LePage veto fails, clearing way for recreational pot sales in Maine
AUGUSTA, Maine — Maine lawmakers overrode Gov. Paul LePage’s veto of an an adult-use marijuana regulatory bill on Wednesday, putting the state on track to regulate a retail market that has been in limbo since voters legalized recreational marijuana use in 2016.
The proposal that survived the Republican governor’s pen was Maine’s second attempt to create a framework for the system after a veto of an earlier bill was upheld in 2017, sending a special committee that was convened to handle the issues back to rehash the issue.
This year’s bill, which was sponsored by Rep. Teresa Pierce, D-Falmouth, will set an effective tax rate of 20 percent on marijuana products, give Mainers priority for commercial licenses and set health and safety standards for the market, which may not open until 2019.

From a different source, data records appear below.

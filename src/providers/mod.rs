//! Settings and example-image providers.

#[cfg(feature = "gemini")]
mod gemini;
#[cfg(feature = "openai")]
mod openai;

#[cfg(feature = "gemini")]
pub use gemini::{GeminiProvider, GeminiProviderBuilder};

#[cfg(feature = "openai")]
pub use openai::{OpenAiProvider, OpenAiProviderBuilder};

It passed the Legislature easily last month, but as expected, LePage vetoed it. In a letter, the governor cited marijuana’s federally illegal status and his perception that the latest bill didn’t do enough to integrate recreational and medical marijuana programs as reasons for the veto.
The Maine House of Representatives voted 109-39 to override LePage’s veto and the Maine Senate overrode it in a 28-6 vote. Few see the new law as perfect, but it is seen by most lawmakers as the only politically feasible way to regulate the recreational market approved narrowly by voters in a 2016 referendum.